The forest grew indignant in agreement. Only then did the Unseelie, traitors to both fey and humankind, make a proposal. "Let your wilderness loose. Be free. Don't let humans stifle you anymore. We’ll teach you to be free again, as you were meant to be.”

 

"Hear now our lessons. Let your anger loose. You have a right to those feelings. You get to express yourself, all of yourself, all your feelings. After all, aren't you a sacred part of creation?”

 

“Claim yourselves. If it means trampling people, they should've gotten out of the way anyway. It's not your problem. You need to cut down humans anyway. Cut them down, out of your way."

 

"You have the right to express your anger: Destroy! It is your right.”

 

 "It is your right. Why should only humans have rights? You must take theirs away, so they can never hurt you again.”

 

"Cage the humans. Some of you must be sacrificed. In the name of freedom.
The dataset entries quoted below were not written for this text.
#[cfg(test)]
mod tests
{
    use super::*;

    fn synthetic(lines: &[&str]) -> StackTracer
    {
        StackTracer::with_source(SyntheticStackSource::new(lines.iter().copied()))
    }

    const CRASH_LINES: &[&str] = &[
        "0   myapp                            0x0000000000001000 backtrace::backtrace::trace_unsynchronized + 12",
        "1   myapp                            0x0000000000001100 crashwatch_core::handler::on_fatal_signal + 80",
        "2   libc.so.6                        0x0000000000002000 __restore_rt + 0",
        "3   myapp                            0x0000000000003000 myapp::divide + 20",
        "4   myapp                            0x0000000000003100 raise + 4",
        "5   myapp                            0x0000000000003200 main + 40",
    ];

    #[test]
    fn test_generate_trace_respects_cap()
    {
        let tracer = StackTracer::new();
        assert!(tracer.generate_trace().len() <= DEFAULT_MAX_ENTRIES);
        assert!(tracer.generate_trace_with_max(3).len() <= 3);
        assert!(tracer.generate_trace_with_max(0).is_empty());
    }

    #[test]
    fn test_generate_trace_numbers_from_zero()
    {
        let trace = StackTracer::new().generate_trace_with_max(10);
        assert!(!trace.is_empty());
        for (position, entry) in trace.iter().enumerate() {
            assert_eq!(entry.trace_entry_number() as usize, position);
        }
    }

    #[test]
    fn test_process_name_is_cached_and_non_empty()
    {
        let tracer = StackTracer::new();
        let first = tracer.process_name().as_ptr();
        assert!(!tracer.process_name().is_empty());
        assert_eq!(first, tracer.process_name().as_ptr());
    }

    #[test]
    fn test_shared_is_singleton()
    {
        assert!(std::ptr::eq(StackTracer::shared(), StackTracer::shared()));
    }

    #[test]
    fn test_intelligent_trace_strips_only_the_head()
    {
        let tracer = synthetic(CRASH_LINES);
        let trace = tracer.generate_trace();
        let smart = tracer.intelligent_trace(&trace);

        assert_eq!(smart.len(), 3);
        assert_eq!(smart[0].selector_name(), "myapp::divide");
        assert_eq!(smart[0].trace_entry_number(), 3);
        // `raise` after the first user frame is kept
        assert_eq!(smart[1].selector_name(), "raise");
    }

    #[test]
    fn test_intelligent_trace_is_idempotent()
    {
        let tracer = synthetic(CRASH_LINES);
        let once = tracer.intelligent_trace(&tracer.generate_trace());
        let twice = tracer.intelligent_trace(&once);
        assert_eq!(once, twice);
    }

    #[test]
    fn test_intelligent_trace_keeps_unresolved_head()
    {
        let tracer = synthetic(&["0   libfoo.so   0x0000000000000100 0x0000000000000000 + 256", "1   myapp   0x200 main + 1"]);
        let trace = tracer.generate_trace();
        assert_eq!(tracer.intelligent_trace(&trace).len(), 2);
    }

    const PANIC_LINES: &[&str] = &[
        "0   myapp                            0x0000555555561000 backtrace::backtrace::libunwind::trace + 14",
        "1   myapp                            0x0000555555561100 <crashwatch_core::tracer::source::NativeStackSource as crashwatch_core::tracer::source::StackSource>::capture + 96",
        "2   myapp                            0x0000555555561200 crashwatch_core::manager::CrashManager::capture_frames + 40",
        "3   myapp                            0x0000555555561300 crashwatch_core::handler::on_panic + 120",
        "4   myapp                            0x0000555555561400 crashwatch_core::handler::install_panic_hook::{{closure}} + 24",
        "5   myapp                            0x0000555555561500 <alloc::boxed::Box<dyn for<'a, 'b> core::ops::function::Fn<(&'a std::panic::PanicHookInfo<'b>,), Output = ()> + core::marker::Send + core::marker::Sync> as core::ops::function::Fn<(&std::panic::PanicHookInfo,)>>::call + 28",
        "6   myapp                            0x0000555555561600 std::panicking::rust_panic_with_hook + 512",
        "7   myapp                            0x0000555555561700 std::panicking::begin_panic_handler::{{closure}} + 140",
        "8   myapp                            0x0000555555561800 std::sys::backtrace::__rust_end_short_backtrace + 12",
        "9   myapp                            0x0000555555561900 __rustc::rust_begin_unwind + 28",
        "10  myapp                            0x0000555555561a00 core::panicking::panic_fmt + 52",
        "11  myapp                            0x0000555555561b00 core::panicking::panic_bounds_check + 76",
        "12  myapp                            0x0000555555562000 myapp::lookup + 44",
        "13  myapp                            0x0000555555562100 <alloc::boxed::Box<F,A> as core::ops::function::Fn<Args>>::call + 20",
        "14  myapp                            0x0000555555562200 main + 16",
    ];

    const RAISE_LINES: &[&str] = &[
        "0   myapp                            0x0000555555561000 backtrace::backtrace::trace_unsynchronized + 12",
        "1   myapp                            0x0000555555561100 crashwatch_core::handler::on_fatal_signal + 80",
        "2   libc.so.6                        0x00007ffff7c42520 0x00007ffff7c00000 + 271648",
        "3   libc.so.6                        0x00007ffff7c969fc 0x00007ffff7c00000 + 616956",
        "4   libc.so.6                        0x00007ffff7c96a10 0x00007ffff7c00000 + 616976",
        "5   libc.so.6                        0x00007ffff7c42476 gsignal + 22",
        "6   myapp                            0x0000555555562000 myapp::divide + 20",
        "7   libc.so.6                        0x00007ffff7c29d90 0x00007ffff7c00000 + 171408",
        "8   myapp                            0x0000555555562100 main + 40",
    ];

    const FAULT_LINES: &[&str] = &[
        "0   myapp                            0x0000555555561000 backtrace::backtrace::trace_unsynchronized + 12",
        "1   myapp                            0x0000555555561100 crashwatch_core::handler::on_fatal_signal + 80",
        "2   libc.so.6                        0x00007ffff7c42520 0x00007ffff7c00000 + 271648",
        "3   myapp                            0x0000555555562000 myapp::store + 8",
        "4   libc.so.6                        0x00007ffff7c29d90 0x00007ffff7c00000 + 171408",
        "5   myapp                            0x0000555555562100 main + 40",
    ];

    #[test]
    fn test_intelligent_trace_skips_panic_runtime_and_boxed_hook()
    {
        let tracer = synthetic(PANIC_LINES);
        let smart = tracer.intelligent_trace(&tracer.generate_trace());

        assert_eq!(smart[0].selector_name(), "myapp::lookup");
        assert_eq!(smart[0].trace_entry_number(), 12);
        // A boxed closure call after user code is not machinery
        assert_eq!(smart.len(), 3);
    }

    #[test]
    fn test_intelligent_trace_skips_unresolved_raise_internals()
    {
        let tracer = synthetic(RAISE_LINES);
        let smart = tracer.intelligent_trace(&tracer.generate_trace());

        assert_eq!(smart[0].selector_name(), "myapp::divide");
        assert_eq!(smart.len(), 3);
        assert!(!smart[1].is_resolved());
        assert_eq!(tracer.intelligent_trace(&smart), smart);
    }

    #[test]
    fn test_intelligent_trace_skips_unresolved_signal_trampoline()
    {
        let tracer = synthetic(FAULT_LINES);
        let smart = tracer.intelligent_trace(&tracer.generate_trace());

        assert_eq!(smart[0].selector_name(), "myapp::store");
        assert_eq!(smart[0].trace_entry_number(), 3);
        assert_eq!(smart.len(), 3);
    }

    #[test]
    fn test_boxed_closure_call_shim_is_machinery()
    {
        for name in [
            "<alloc::boxed::Box<F,A> as core::ops::function::Fn<Args>>::call",
            "<alloc::boxed::Box<dyn core::ops::function::Fn<(&std::panic::PanicHookInfo,)> + core::marker::Sync + core::marker::Send> as core::ops::function::Fn<(&std::panic::PanicHookInfo,)>>::call",
        ] {
            let entry = StackTraceEntry::from_trace_line(&format!("0   myapp   0x10 {name} + 4"));
            assert!(is_capture_machinery(&entry), "{name}");
        }
        let other = StackTraceEntry::from_trace_line("0   myapp   0x10 <alloc::boxed::Box<T> as core::fmt::Debug>::fmt + 4");
        assert!(!is_capture_machinery(&other));
    }

    #[test]
    fn test_unwinder_library_is_machinery()
    {
        let entry = StackTraceEntry::from_trace_line("0   libgcc_s.so.1   0x10 0x0 + 16");
        assert!(is_capture_machinery(&entry));
    }

    #[test]
    fn test_printable_trace_one_line_per_entry()
    {
        let tracer = synthetic(CRASH_LINES);
        let trace = tracer.generate_trace();
        let printable = tracer.printable_trace(&trace);

        assert_eq!(printable.lines().count(), trace.len());
        assert!(printable.ends_with('\n'));
        let third = printable.lines().nth(3).unwrap_or_default();
        assert!(third.starts_with("3   myapp"));
        assert!(third.ends_with("myapp::divide + 20"));
    }

    #[test]
    fn test_printable_trace_of_empty_trace()
    {
        assert_eq!(StackTracer::shared().printable_trace(&[]), "");
        assert_eq!(StackTracer::shared().condensed_printable_trace(&[]), "");
    }

    #[test]
    fn test_condensed_trace()
    {
        let tracer = synthetic(CRASH_LINES);
        let smart = tracer.intelligent_trace(&tracer.generate_trace());
        assert_eq!(tracer.condensed_printable_trace(&smart), "myapp::divide raise main");
    }
}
Cut up some trees to make cages. Hollow out others as prisons.”

 

Freedom requires sacrifice. Among you are less important trees. Kill them. Use them for cages."      

 

She sat remembering all this happening, when the miserable scenario in her mind’s eye was interrupted: her fey senses felt a tree moving, right behind her. She turned to see its ragged limbs reaching toward her. She ran.

 

Pausing momentarily, she glanced back. An oak strained to uproot, its dark twig-like fingers grasping toward her futilely. Then the tree’s roots heaved upward and were free of the earth.

 

The memory of the newly fallen trees she’d seen yesterday came to mind. The makings of cages. She had wondered how the trees had managed to fell each other. Now she understood. They’d uprooted their own bodies that they might approach each other in murder. They’d torn themselves from the earth. This was the freedom the forest was creating. 

 

Only cleaved from Mother Gaia, She Who kept them alive, could they move to kill their kin.

 

The Faerie had managed to remain an unnoticed witness to the forest’s shift from innocence to malevolence, until now. Well, the time for witnessing was past anyway. She must leave to report the current situation to the Faerie Queene. 

 

The Seelie court was caretaker of humans and trees. Woodlands and humans needed each other—reciprocal love kept their spirits healthy. The The Faerie had witnessed that tenderness no longer expressed, and how both groups had, as a result, soured, weakened, become limp, gray, impotent, and miserable.

 

How could the Seelie correct this? What is it even possible? She hoped the Faerie Queen knew how.

 

 

Author’s notes:

 

* I wrote this 4/2015. In the five years since then, I’ve more than once debated throwing it out, and in fact thought I had. Now, instead of throwing it out, I’m throwing it out into the world 

 

**Unseelie denotes malevolent Fey. Seelie is the term for good Faeries. The Seelie court is the court of the Faerie Queene and her followers. The Unseelie court is led by an evil Faerie.